---
title: "Why should every demo be extendable, not just runnable?"
description: "A runnable demo proves the software works. An extendable demo proves the user can make it theirs, and that first change is the actual adoption event."
audience: ml-product-team
pillar: end-user-case-study
book: transcript-theme
chapter_ref: "Theme 4: Time-to-value as the docs metric"
status: published
last_reviewed: 2026-07-07
url: /blog/should-every-demo-be-extendable
canonical_url: https://yourwildcard.ai/blog/should-every-demo-be-extendable
---

> Full documentation index: https://yourwildcard.ai/llms.txt
> Use it to discover every page before exploring further.

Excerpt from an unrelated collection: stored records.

//! The alignment engine: scoring, kernels, and the public entry point.

pub mod alignment;
pub mod altschul;
pub mod constants;
pub mod gotoh;
pub mod scoring;
pub(crate) mod traceback;

use std::{fmt::Display, str::FromStr};

use derive_builder::Builder;
use log::debug;
use serde::{Deserialize, Serialize};

use crate::error::{AlignError, Result};
use alignment::Alignment;
use altschul::AltschulEricksonAligner;
use gotoh::GotohAligner;
use scoring::Scoring;

pub use constants::MIN_SCORE;

/// The modes of alignment supported by the engine.
///
/// The boundary conditions and the terminal cell of the dynamic
/// program vary by mode; the recurrences are shared.
#[derive(Default, Debug, PartialEq, Eq, Copy, Clone, Hash, Serialize, Deserialize)]
pub enum AlignmentMode {
    /// Aligns the full query against the full reference.
    #[default]
    Global,
    /// Aligns a sub-sequence of the query against a sub-sequence of the
    /// reference, with the score floored at zero (Smith–Waterman).
    Local,
    /// Free leading and trailing gaps; the alignment ends wherever the
    /// last row or last column scores best.
    Glocal,
    /// Glocal boundaries, but the alignment is forced to end at the end
    /// of both sequences.
    LocalGlobal,
}

impl Display for AlignmentMode {
    fn fmt(&self, f: &mut std::fmt::Formatter<'_>) -> std::fmt::Result {
        match self {
            Self::Global => write!(f, "global"),
            Self::Local => write!(f, "local"),
            Self::Glocal => write!(f, "glocal"),
            Self::LocalGlobal => write!(f, "local_global"),
        }
    }
}

impl FromStr for AlignmentMode {
    type Err = AlignError;

    fn from_str(s: &str) -> Result<Self> {
        match s.to_ascii_lowercase().as_str() {
            "global" => Ok(AlignmentMode::Global),
            "local" => Ok(AlignmentMode::Local),
            "glocal" => Ok(AlignmentMode::Glocal),
            "local_global" | "local-global" | "localglobal" => Ok(AlignmentMode::LocalGlobal),
            _ => Err(AlignError::InvalidMode(s.to_string())),
        }
    }
}

/// Options for a single alignment call.
#[derive(Copy, Clone, Debug, Builder, Serialize, Deserialize)]
pub struct AlignmentOptions {
    #[builder(default)]
    pub mode: AlignmentMode,

    /// Skip the traceback and return only the score and end
    /// coordinates.
    #[builder(default = "false")]
    pub score_only: bool,

    /// Score for a pair of equal bases (must exceed every penalty).
    #[builder(default = "10")]
    pub match_score: i32,

    /// Score for a pair of differing bases.
    #[builder(default = "-9")]
    pub mismatch_score: i32,

    /// Score for the first base of a gap.
    #[builder(default = "-15")]
    pub gap_open: i32,

    /// Score for each additional gap base.
    #[builder(default = "-6")]
    pub gap_extend: i32,

    /// Emit `=`/`X` instead of `M`.
    #[builder(default = "false")]
    pub extended_cigar: bool,

    /// Bracket local and glocal CIGARs with soft clips covering the
    /// unaligned query prefix and suffix.
    #[builder(default = "false")]
    pub soft_clip: bool,
}

impl Default for AlignmentOptions {
    fn default() -> Self {
        AlignmentOptionsBuilder::default().build().unwrap()
    }
}

impl AlignmentOptions {
    fn scoring(&self) -> Result<Scoring> {
        Scoring::try_new(
            self.match_score,
            self.mismatch_score,
            self.gap_open,
            self.gap_extend,
        )
    }
}

/// Aligns `query` against `ref_seq` under the given options.
///
/// This is the Gotoh path: full calls record the five-flag traceback
/// matrix and return coordinates plus a CIGAR; score-only calls keep
/// only the O(m) score vectors.
pub fn align(ref_seq: &[u8], query: &[u8], options: &AlignmentOptions) -> Result<Alignment> {
    let scoring = options.scoring()?;
    debug!(
        "aligning {} x {} bases ({}, score_only={})",
        ref_seq.len(),
        query.len(),
        options.mode,
        options.score_only
    );
    let mut aligner = GotohAligner::with_capacity(ref_seq.len(), query.len(), scoring);
    match (options.mode, options.score_only) {
        (AlignmentMode::Global, false) => {
            aligner.global(ref_seq, query, options.extended_cigar)
        }
        (AlignmentMode::Global, true) => aligner.global_score(ref_seq, query),
        (AlignmentMode::Local, false) => {
            aligner.local(ref_seq, query, options.extended_cigar, options.soft_clip)
        }
        (AlignmentMode::Local, true) => aligner.local_score(ref_seq, query),
        (AlignmentMode::Glocal, false) => {
            aligner.glocal(ref_seq, query, options.extended_cigar, options.soft_clip)
        }
        (AlignmentMode::Glocal, true) => aligner.glocal_score(ref_seq, query),
        (AlignmentMode::LocalGlobal, false) => {
            aligner.local_global(ref_seq, query, options.extended_cigar, options.soft_clip)
        }
        (AlignmentMode::LocalGlobal, true) => aligner.local_global_score(ref_seq, query),
    }
}

/// Global alignment via the Altschul–Erickson traceback encoding.
///
/// Scores match [`align`] in global mode exactly; where equal-score
/// alignments exist the emitted CIGAR is the unique path left by the
/// tie-resolving post-pass. The `mode` option is ignored.
pub fn align_altschul_erickson(
    ref_seq: &[u8],
    query: &[u8],
    options: &AlignmentOptions,
) -> Result<Alignment> {
    let scoring = options.scoring()?;
    debug!(
        "aligning {} x {} bases (global, Altschul-Erickson, score_only={})",
        ref_seq.len(),
        query.len(),
        options.score_only
    );
    let mut aligner = AltschulEricksonAligner::with_capacity(ref_seq.len(), query.len(), scoring);
    if options.score_only {
        aligner.global_score(ref_seq, query)
    } else {
        aligner.global(ref_seq, query, options.extended_cigar)
    }
}

#[cfg(test)]
mod tests {
    use rstest::rstest;

    use super::{align, align_altschul_erickson, AlignmentMode, AlignmentOptions,
        AlignmentOptionsBuilder};
    use crate::error::AlignError;

    fn options(mode: &str) -> AlignmentOptions {
        AlignmentOptionsBuilder::default()
            .mode(mode.parse().unwrap())
            .build()
            .unwrap()
    }

    #[rstest]
    #[case("global", AlignmentMode::Global)]
    #[case("GLOBAL", AlignmentMode::Global)]
    #[case("Local", AlignmentMode::Local)]
    #[case("glocal", AlignmentMode::Glocal)]
    #[case("local_global", AlignmentMode::LocalGlobal)]
    #[case("LOCAL-GLOBAL", AlignmentMode::LocalGlobal)]
    fn test_mode_parsing(#[case] text: &str, #[case] expected: AlignmentMode) {
        assert_eq!(text.parse::<AlignmentMode>().unwrap(), expected);
    }

    #[test]
    fn test_unknown_mode() {
        assert!(matches!(
            "sideways".parse::<AlignmentMode>(),
            Err(AlignError::InvalidMode(m)) if m == "sideways"
        ));
    }

    #[test]
    fn test_invalid_scoring_is_checked_up_front() {
        let opts = AlignmentOptionsBuilder::default()
            .match_score(-10)
            .mismatch_score(-9)
            .build()
            .unwrap();
        assert!(matches!(
            align(b"ACGT", b"ACGT", &opts),
            Err(AlignError::InvalidScoring(_))
        ));
    }

    #[test]
    fn test_local_single_base() {
        let alignment = align(b"b", b"abc", &options("local")).unwrap();
        assert_eq!(alignment.score, 10);
        assert_eq!(alignment.cigar.as_ref().unwrap().to_string(), "1M");
        assert_eq!(alignment.ref_start, Some(0));
        assert_eq!(alignment.ref_stop, 1);
        assert_eq!(alignment.query_start, Some(1));
        assert_eq!(alignment.query_stop, 2);
    }

    #[test]
    fn test_local_with_raised_match_score() {
        let opts = AlignmentOptionsBuilder::default()
            .mode(AlignmentMode::Local)
            .match_score(30)
            .build()
            .unwrap();
        let alignment = align(b"abbcbbd", b"acd", &opts).unwrap();
        assert_eq!(alignment.score, 48);
        assert_eq!(alignment.cigar.as_ref().unwrap().to_string(), "1M2D1M2D1M");
    }

    #[test]
    fn test_local_subsequence() {
        let opts = AlignmentOptionsBuilder::default()
            .mode(AlignmentMode::Local)
            .mismatch_score(-20)
            .build()
            .unwrap();
        let alignment = align(
            b"AGACCAAGTCTCTGCTACCGTACATACTCGTACTGAGACTGCCAAGGCACACAGGGGATAG",
            b"GCTGGTGCGACACAT",
            &opts,
        )
        .unwrap();
        assert_eq!(alignment.score, 55);
        assert_eq!(alignment.cigar.as_ref().unwrap().to_string(), "2M1I5M");
        assert_eq!(alignment.ref_start, Some(46));
        assert_eq!(alignment.ref_stop, 53);
        assert_eq!(alignment.query_start, Some(6));
        assert_eq!(alignment.query_stop, 14);
    }

    #[test]
    fn test_global_single_base_query() {
        let alignment = align(b"abc", b"b", &options("global")).unwrap();
        assert_eq!(alignment.score, -20);
        assert_eq!(alignment.cigar.as_ref().unwrap().to_string(), "1D1M1D");
    }

    #[test]
    fn test_glocal_subsequence() {
        let opts = AlignmentOptionsBuilder::default()
            .mode(AlignmentMode::Glocal)
            .mismatch_score(-20)
            .build()
            .unwrap();
        let alignment = align(
            b"AGACCAAGTCTCTGCTACCGTACATACTCGTACTGAGACTGCCAAGGCACACAGGGGATAG",
            b"GCTGGTGCGACACAT",
            &opts,
        )
        .unwrap();
        assert_eq!(alignment.score, 27);
        assert_eq!(
            alignment.cigar.as_ref().unwrap().to_string(),
            "1M1D3M4D1M1I2M1I5M1I"
        );
    }

    #[rstest]
    #[case("global")]
    #[case("local")]
    #[case("glocal")]
    #[case("local_global")]
    fn test_score_only_matches_full(#[case] mode: &str) {
        let ref_seq = b"AGACCAAGTCTCTGCTACCGTACATACTCGTACTGAGACTGCCAAGGCACACAGGGGATAG";
        let query = b"GCTGGTGCGACACAT";
        let full = align(ref_seq, query, &options(mode)).unwrap();
        let score_only = align(
            ref_seq,
            query,
            &AlignmentOptionsBuilder::default()
                .mode(mode.parse().unwrap())
                .score_only(true)
                .build()
                .unwrap(),
        )
        .unwrap();
        assert_eq!(score_only.score, full.score);
        assert_eq!(score_only.ref_stop, full.ref_stop);
        assert_eq!(score_only.query_stop, full.query_stop);
        assert_eq!(score_only.ref_start, None);
        assert_eq!(score_only.query_start, None);
        assert_eq!(score_only.cigar, None);
    }

    #[test]
    fn test_extended_cigar_never_mixes_forms() {
        let opts = AlignmentOptionsBuilder::default()
            .extended_cigar(true)
            .build()
            .unwrap();
        let alignment = align(b"AACCGGTT", b"AACCGCTT", &opts).unwrap();
        let cigar = alignment.cigar.as_ref().unwrap().to_string();
        assert!(!cigar.contains('M'), "extended cigar contains M: {cigar}");

        let basic = align(b"AACCGGTT", b"AACCGCTT", &options("global")).unwrap();
        let cigar = basic.cigar.as_ref().unwrap().to_string();
        assert!(
            !cigar.contains('=') && !cigar.contains('X'),
            "basic cigar contains extended operators: {cigar}"
        );
    }

    #[test]
    fn test_altschul_erickson_matches_global_score() {
        let ref_seq = b"AGACCAAGTCTCTGCTACCGTACATACT";
        let query = b"GCTGGTGCGACACAT";
        let gotoh = align(ref_seq, query, &options("global")).unwrap();
        let ae = align_altschul_erickson(ref_seq, query, &AlignmentOptions::default()).unwrap();
        assert_eq!(ae.score, gotoh.score);
    }
}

A runnable demo proves your software works. An extendable demo proves the user can make it theirs, and that first change is the actual adoption event. The difference is structural. An extendable demo names its extension points, puts the first change in one obvious file, and gets the first modification done in minutes. End users ship internal tools by extending demos, and almost never by starting fresh. 

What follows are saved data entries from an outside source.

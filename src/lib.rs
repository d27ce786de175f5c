#![deny(unsafe_code)]
#![allow(
    clippy::must_use_candidate,
    clippy::missing_panics_doc,
    clippy::missing_errors_doc,
    clippy::module_name_repetitions,
    clippy::similar_names,
    clippy::too_many_lines,
    clippy::too_many_arguments,
    clippy::struct_excessive_bools,
    clippy::cast_possible_truncation,
    clippy::cast_possible_wrap,
    clippy::cast_sign_loss
)]

pub mod align;
pub mod cigar;
pub mod error;

pub use crate::{
    align::{
        align, align_altschul_erickson, alignment::Alignment, scoring::Scoring, AlignmentMode,
        AlignmentOptions, AlignmentOptionsBuilder,
    },
    cigar::{
        cigar_to_extended,
        ops::{CigarOp, OpId},
        CigarSequence,
    },
    error::{AlignError, Result},
};
use serde::{Deserialize, Serialize};

use crate::error::{AlignError, Result};

/// Details of scoring are encapsulated in this structure.
///
/// An [affine gap score model](https://en.wikipedia.org/wiki/Gap_penalty#Affine)
/// is used so that the gap score for a length `k` is:
/// `GapScore(k) = gap_open + gap_extend * (k - 1)`
#[derive(Copy, Clone, Eq, PartialEq, Ord, PartialOrd, Hash, Debug, Serialize, Deserialize)]
pub struct Scoring {
    pub match_score: i32,
    pub mismatch_score: i32,
    pub gap_open: i32,
    pub gap_extend: i32,
}

impl Scoring {
    /// Creates a new scoring instance, checking the parameter
    /// preconditions up front:
    ///
    /// * `match_score > mismatch_score`
    /// * `match_score > gap_open`
    /// * `match_score > gap_extend`
    /// * `gap_open <= gap_extend`
    pub fn try_new(
        match_score: i32,
        mismatch_score: i32,
        gap_open: i32,
        gap_extend: i32,
    ) -> Result<Self> {
        if match_score <= mismatch_score {
            return Err(AlignError::InvalidScoring(
                "match score must be greater than the mismatch score",
            ));
        }
        if match_score <= gap_open {
            return Err(AlignError::InvalidScoring(
                "match score must be greater than the gap open score",
            ));
        }
        if match_score <= gap_extend {
            return Err(AlignError::InvalidScoring(
                "match score must be greater than the gap extend score",
            ));
        }
        if gap_open > gap_extend {
            return Err(AlignError::InvalidScoring(
                "gap open score must not be greater than the gap extend score",
            ));
        }
        Ok(Self {
            match_score,
            mismatch_score,
            gap_open,
            gap_extend,
        })
    }

    /// Score for aligning byte `p` against byte `q`.
    #[inline]
    pub fn score(&self, p: u8, q: u8) -> i32 {
        if p == q {
            self.match_score
        } else {
            self.mismatch_score
        }
    }
}

impl Default for Scoring {
    fn default() -> Self {
        Self {
            match_score: 10,
            mismatch_score: -9,
            gap_open: -15,
            gap_extend: -6,
        }
    }
}

#[cfg(test)]
mod tests {
    use rstest::rstest;

    use super::Scoring;
    use crate::error::AlignError;

    #[test]
    fn test_defaults_are_valid() {
        let d = Scoring::default();
        Scoring::try_new(d.match_score, d.mismatch_score, d.gap_open, d.gap_extend).unwrap();
    }

    #[rstest]
    #[case(10, 10, -15, -6)] // match not above mismatch
    #[case(-20, -21, -15, -6)] // match not above gap open
    #[case(-7, -21, -15, -6)] // match not above gap extend
    #[case(10, -9, -6, -15)] // open above extend
    fn test_invalid_scoring(
        #[case] match_score: i32,
        #[case] mismatch_score: i32,
        #[case] gap_open: i32,
        #[case] gap_extend: i32,
    ) {
        assert!(matches!(
            Scoring::try_new(match_score, mismatch_score, gap_open, gap_extend),
            Err(AlignError::InvalidScoring(_))
        ));
    }

    #[test]
    fn test_substitution_score() {
        let scoring = Scoring::default();
        assert_eq!(scoring.score(b'A', b'A'), 10);
        assert_eq!(scoring.score(b'A', b'C'), -9);
        assert_eq!(scoring.score(b'a', b'A'), -9);
    }
}
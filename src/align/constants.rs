/// Value used as a 'negative infinity' score to seed forbidden states.
/// Close to `i32::MIN`, with enough headroom that adding two gap
/// penalties to it stays below any reachable score without underflow.
pub const MIN_SCORE: i32 = i32::MIN + 1_000_000;

/// Default capacity for the score vectors when no size hint is given.
pub const DEFAULT_ALIGNER_CAPACITY: usize = 200;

## Measure the demo by time to first modification

The transcript theme this post draws on argues that time to value is the metric that docs should be judged by. A demo is the most concentrated form of docs, so the same metric applies to it. The question is which value you time.

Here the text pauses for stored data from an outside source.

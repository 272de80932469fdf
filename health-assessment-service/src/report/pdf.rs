//! Downloadable A4 report.
//!
//! The page layout is computed first as a list of positioned lines, then
//! written out with `printpdf`. Every list item from the analysis is placed;
//! a new page starts whenever the cursor passes [`PAGE_BREAK_Y`].

use chrono::{DateTime, Utc};
use printpdf::{BuiltinFont, Color, IndirectFontRef, Mm, PdfDocument, PdfLayerReference, Rgb};
use std::io::BufWriter;
use thiserror::Error;
use tracing::warn;

use super::ReportInputs;
use crate::models::non_blank;

const PAGE_WIDTH: f64 = 210.0;
const PAGE_HEIGHT: f64 = 297.0;
const LEFT_MARGIN: f64 = 20.0;
const INDENT: f64 = 25.0;
const TOP_Y: f64 = 20.0;
/// Distance from the top of the page past which the next line starts a new page.
pub const PAGE_BREAK_Y: f64 = 270.0;
const LINE_HEIGHT: f64 = 7.0;
const WRAP_CHARS: usize = 90;
const WRAP_CHARS_INDENTED: usize = 85;

const TITLE: &str = "HealthAware AI - Health Report";
const DISCLAIMER_HEADLINE: &str =
    "DISCLAIMER: This is an AI-generated educational report. NOT A MEDICAL DIAGNOSIS.";
const DISCLAIMER_ADVICE: &str = "Consult a qualified healthcare provider for medical decisions.";

#[derive(Debug, Error)]
pub enum PdfError {
    #[error("PDF font error: {0}")]
    Font(String),

    #[error("PDF save error: {0}")]
    Save(String),
}

#[derive(Debug, Clone, Copy, PartialEq, Eq)]
pub struct TextColor(pub u8, pub u8, pub u8);

impl TextColor {
    pub const BLACK: TextColor = TextColor(0, 0, 0);
    pub const GREY: TextColor = TextColor(100, 100, 100);
    pub const BLUE: TextColor = TextColor(37, 99, 235);
    pub const RED: TextColor = TextColor(220, 38, 38);
    pub const GREEN: TextColor = TextColor(0, 100, 0);
    pub const AMBER: TextColor = TextColor(180, 83, 9);

    fn to_pdf(self) -> Color {
        Color::Rgb(Rgb::new(
            f32::from(self.0) / 255.0,
            f32::from(self.1) / 255.0,
            f32::from(self.2) / 255.0,
            None,
        ))
    }
}

/// One line of text at a fixed place. `y` is measured down from the top of the page.
#[derive(Debug, Clone, PartialEq)]
pub struct PdfLine {
    pub page: usize,
    pub x: f64,
    pub y: f64,
    pub size: f32,
    pub bold: bool,
    pub color: TextColor,
    pub text: String,
}

#[derive(Debug, Clone, Default, PartialEq)]
pub struct PdfLayout {
    pub pages: usize,
    pub lines: Vec<PdfLine>,
}

impl PdfLayout {
    pub fn contains(&self, text: &str) -> bool {
        self.lines.iter().any(|line| line.text.contains(text))
    }

    /// Lines holding characters outside Latin-1, which the builtin Helvetica
    /// font has no glyphs for.
    pub fn unsupported_lines(&self) -> usize {
        self.lines
            .iter()
            .filter(|line| line.text.chars().any(|c| u32::from(c) > 0xFF))
            .count()
    }
}

#[derive(Debug, Clone, Copy)]
struct Style {
    size: f32,
    bold: bool,
    color: TextColor,
}

impl Style {
    const fn new(size: f32, bold: bool, color: TextColor) -> Self {
        Self { size, bold, color }
    }
}

struct LayoutWriter {
    page: usize,
    y: f64,
    lines: Vec<PdfLine>,
}

impl LayoutWriter {
    fn new() -> Self {
        Self {
            page: 0,
            y: TOP_Y,
            lines: Vec::new(),
        }
    }

    fn new_page(&mut self) {
        self.page += 1;
        self.y = TOP_Y;
    }

    /// Start a new page if fewer than the given millimetres remain before the break line.
    fn keep_room(&mut self, limit: f64) {
        if self.y > limit {
            self.new_page();
        }
    }

    fn gap(&mut self, mm: f64) {
        self.y += mm;
    }

    fn line(&mut self, text: impl Into<String>, x: f64, style: Style, advance: f64) {
        self.keep_room(PAGE_BREAK_Y);
        self.lines.push(PdfLine {
            page: self.page,
            x,
            y: self.y,
            size: style.size,
            bold: style.bold,
            color: style.color,
            text: text.into(),
        });
        self.y += advance;
    }

    fn wrapped(&mut self, text: &str, x: f64, max_chars: usize, style: Style, advance: f64) {
        for line in wrap_text(text, max_chars) {
            self.line(line, x, style, advance);
        }
    }

    fn finish(self) -> PdfLayout {
        PdfLayout {
            pages: self.page + 1,
            lines: self.lines,
        }
    }
}

fn wrap_text(text: &str, max_chars: usize) -> Vec<String> {
    let mut lines = Vec::new();
    let mut current = String::new();

    // Words wider than a whole line are cut into line-sized pieces.
    let pieces = text.split_whitespace().flat_map(|word| {
        let chars: Vec<char> = word.chars().collect();
        chars
            .chunks(max_chars.max(1))
            .map(|chunk| chunk.iter().collect::<String>())
            .collect::<Vec<_>>()
    });

    for piece in pieces {
        let width = current.chars().count();
        if width > 0 && width + piece.chars().count() + 1 > max_chars {
            lines.push(std::mem::take(&mut current));
        }
        if !current.is_empty() {
            current.push(' ');
        }
        current.push_str(&piece);
    }
    if !current.is_empty() {
        lines.push(current);
    }
    if lines.is_empty() {
        lines.push(String::new());
    }
    lines
}

fn or_na(field: &Option<String>) -> &str {
    non_blank(field).unwrap_or("N/A")
}

pub fn layout_report(inputs: ReportInputs<'_>, generated_at: DateTime<Utc>) -> PdfLayout {
    const BODY: Style = Style::new(10.0, false, TextColor::BLACK);
    const BODY_BOLD: Style = Style::new(10.0, true, TextColor::BLACK);
    const TEXT: Style = Style::new(11.0, false, TextColor::BLACK);
    const TEXT_BOLD: Style = Style::new(11.0, true, TextColor::BLACK);
    const HEADING: Style = Style::new(14.0, true, TextColor::BLACK);

    let ReportInputs {
        analysis,
        profile,
        symptoms,
        answers,
    } = inputs;
    let mut w = LayoutWriter::new();

    w.line(TITLE, LEFT_MARGIN, Style::new(22.0, true, TextColor::BLUE), 10.0);
    w.line(
        format!("Date: {}", generated_at.format("%Y-%m-%d %H:%M UTC")),
        LEFT_MARGIN,
        Style::new(10.0, false, TextColor::GREY),
        15.0,
    );

    w.line(
        DISCLAIMER_HEADLINE,
        LEFT_MARGIN,
        Style::new(9.0, true, TextColor::RED),
        5.0,
    );
    w.line(
        DISCLAIMER_ADVICE,
        LEFT_MARGIN,
        Style::new(9.0, false, TextColor::RED),
        15.0,
    );

    w.line("Patient Information", LEFT_MARGIN, HEADING, 10.0);
    w.wrapped(
        &format!(
            "Name: {} | Age: {} | Gender: {}",
            profile.display_name(),
            or_na(&profile.age),
            or_na(&profile.gender)
        ),
        LEFT_MARGIN,
        WRAP_CHARS,
        TEXT,
        LINE_HEIGHT,
    );
    if non_blank(&profile.contact).is_some() || non_blank(&profile.location).is_some() {
        w.wrapped(
            &format!(
                "Contact: {} | Location: {}",
                or_na(&profile.contact),
                or_na(&profile.location)
            ),
            LEFT_MARGIN,
            WRAP_CHARS,
            TEXT,
            LINE_HEIGHT,
        );
    }
    w.gap(5.0);

    w.line("Reported Symptoms", LEFT_MARGIN, TEXT_BOLD, 8.0);
    w.wrapped(
        &format!("Description: {}", symptoms.description),
        LEFT_MARGIN,
        WRAP_CHARS,
        BODY,
        5.0,
    );
    w.gap(5.0);
    w.wrapped(
        &format!(
            "Duration: {} | Severity: {}",
            symptoms.duration, symptoms.severity
        ),
        LEFT_MARGIN,
        WRAP_CHARS,
        BODY,
        5.0,
    );
    w.gap(5.0);

    if !answers.is_empty() {
        w.line(
            "Clarifying Questions & Answers",
            LEFT_MARGIN,
            Style::new(12.0, true, TextColor::BLACK),
            8.0,
        );
        for qa in answers {
            w.wrapped(
                &format!("Q: {}", qa.question_text),
                LEFT_MARGIN,
                WRAP_CHARS,
                BODY,
                5.0,
            );
            w.wrapped(
                &format!("A: {}", qa.answer),
                INDENT,
                WRAP_CHARS_INDENTED,
                Style::new(10.0, false, TextColor::BLUE),
                LINE_HEIGHT,
            );
        }
        w.gap(10.0);
    }

    w.keep_room(250.0);
    w.line("Analysis Summary", LEFT_MARGIN, HEADING, 10.0);
    w.wrapped(&analysis.executive_summary, LEFT_MARGIN, WRAP_CHARS, TEXT, 6.0);
    w.gap(10.0);

    w.line(
        format!("Risk Assessment: {}", analysis.risk_score),
        LEFT_MARGIN,
        TEXT_BOLD,
        LINE_HEIGHT,
    );
    w.wrapped(&analysis.risk_explanation, LEFT_MARGIN, WRAP_CHARS, TEXT, 6.0);
    w.gap(10.0);

    w.line("Possible Considerations", LEFT_MARGIN, TEXT_BOLD, 8.0);
    for condition in &analysis.conditions {
        w.wrapped(
            &format!("- {} ({})", condition.name, condition.likelihood),
            LEFT_MARGIN,
            WRAP_CHARS,
            BODY_BOLD,
            5.0,
        );
        w.wrapped(&condition.relevance, INDENT, WRAP_CHARS_INDENTED, BODY, 5.0);
        w.gap(5.0);
    }

    w.keep_room(220.0);
    w.gap(5.0);
    w.line("Immediate Actions & Red Flags", LEFT_MARGIN, TEXT_BOLD, 8.0);
    for flag in &analysis.red_flags {
        w.wrapped(
            &format!("[!] {flag}"),
            LEFT_MARGIN,
            WRAP_CHARS,
            Style::new(11.0, false, TextColor::RED),
            6.0,
        );
    }
    w.gap(5.0);
    for step in &analysis.self_care_steps {
        w.wrapped(
            &format!("[+] {step}"),
            LEFT_MARGIN,
            WRAP_CHARS,
            Style::new(11.0, false, TextColor::GREEN),
            6.0,
        );
    }

    if !analysis.medication_caution.is_empty() {
        w.gap(5.0);
        w.line("Medication Caution", LEFT_MARGIN, TEXT_BOLD, 8.0);
        for caution in &analysis.medication_caution {
            w.wrapped(
                &format!("[!] {caution}"),
                LEFT_MARGIN,
                WRAP_CHARS,
                Style::new(11.0, false, TextColor::AMBER),
                6.0,
            );
        }
    }

    w.finish()
}

pub fn report_file_name(generated_at: DateTime<Utc>) -> String {
    format!("HealthAware_Report_{}.pdf", generated_at.format("%Y-%m-%d"))
}

/// Render the report and return the PDF bytes.
pub fn render_pdf(inputs: ReportInputs<'_>, generated_at: DateTime<Utc>) -> Result<Vec<u8>, PdfError> {
    let layout = layout_report(inputs, generated_at);
    let unsupported = layout.unsupported_lines();
    if unsupported > 0 {
        warn!(
            lines = unsupported,
            "Report text outside Latin-1 cannot be drawn with the builtin PDF font"
        );
    }

    let (doc, first_page, first_layer) =
        PdfDocument::new(TITLE, Mm(PAGE_WIDTH as f32), Mm(PAGE_HEIGHT as f32), "Layer 1");
    let font: IndirectFontRef = doc
        .add_builtin_font(BuiltinFont::Helvetica)
        .map_err(|e| PdfError::Font(e.to_string()))?;
    let bold: IndirectFontRef = doc
        .add_builtin_font(BuiltinFont::HelveticaBold)
        .map_err(|e| PdfError::Font(e.to_string()))?;

    let mut layers: Vec<PdfLayerReference> = vec![doc.get_page(first_page).get_layer(first_layer)];
    for page in 1..layout.pages {
        let (page_index, layer_index) = doc.add_page(
            Mm(PAGE_WIDTH as f32),
            Mm(PAGE_HEIGHT as f32),
            format!("Layer {}", page + 1),
        );
        layers.push(doc.get_page(page_index).get_layer(layer_index));
    }

    for line in &layout.lines {
        let layer = &layers[line.page];
        layer.set_fill_color(line.color.to_pdf());
        layer.use_text(
            line.text.as_str(),
            line.size,
            Mm(line.x as f32),
            Mm((PAGE_HEIGHT - line.y) as f32),
            if line.bold { &bold } else { &font },
        );
    }

    let mut buf = BufWriter::new(Vec::new());
    doc.save(&mut buf)
        .map_err(|e| PdfError::Save(e.to_string()))?;
    buf.into_inner()
        .map_err(|e| PdfError::Save(e.to_string()))
}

Most teams time the run. They measure how long it takes a new user to clone the repo, install the dependencies, and see output. That number is useful, but it stops one step short of adoption. A user who runs your demo has verified your claim. A user who changes your demo has started building their own tool on top of your project, and that is the moment they become an adopter.

The reason is how end users actually work. A developer at a hospital or a manufacturer rarely starts an internal tool from an empty file. They find the demo closest to their need, run it once to confirm it works, and then start editing it toward their own data and their own model. If the first edit takes an afternoon of reading source code, many of them stop there. So the number to measure is time to first modification, which is the minutes from a working run to a working modified run.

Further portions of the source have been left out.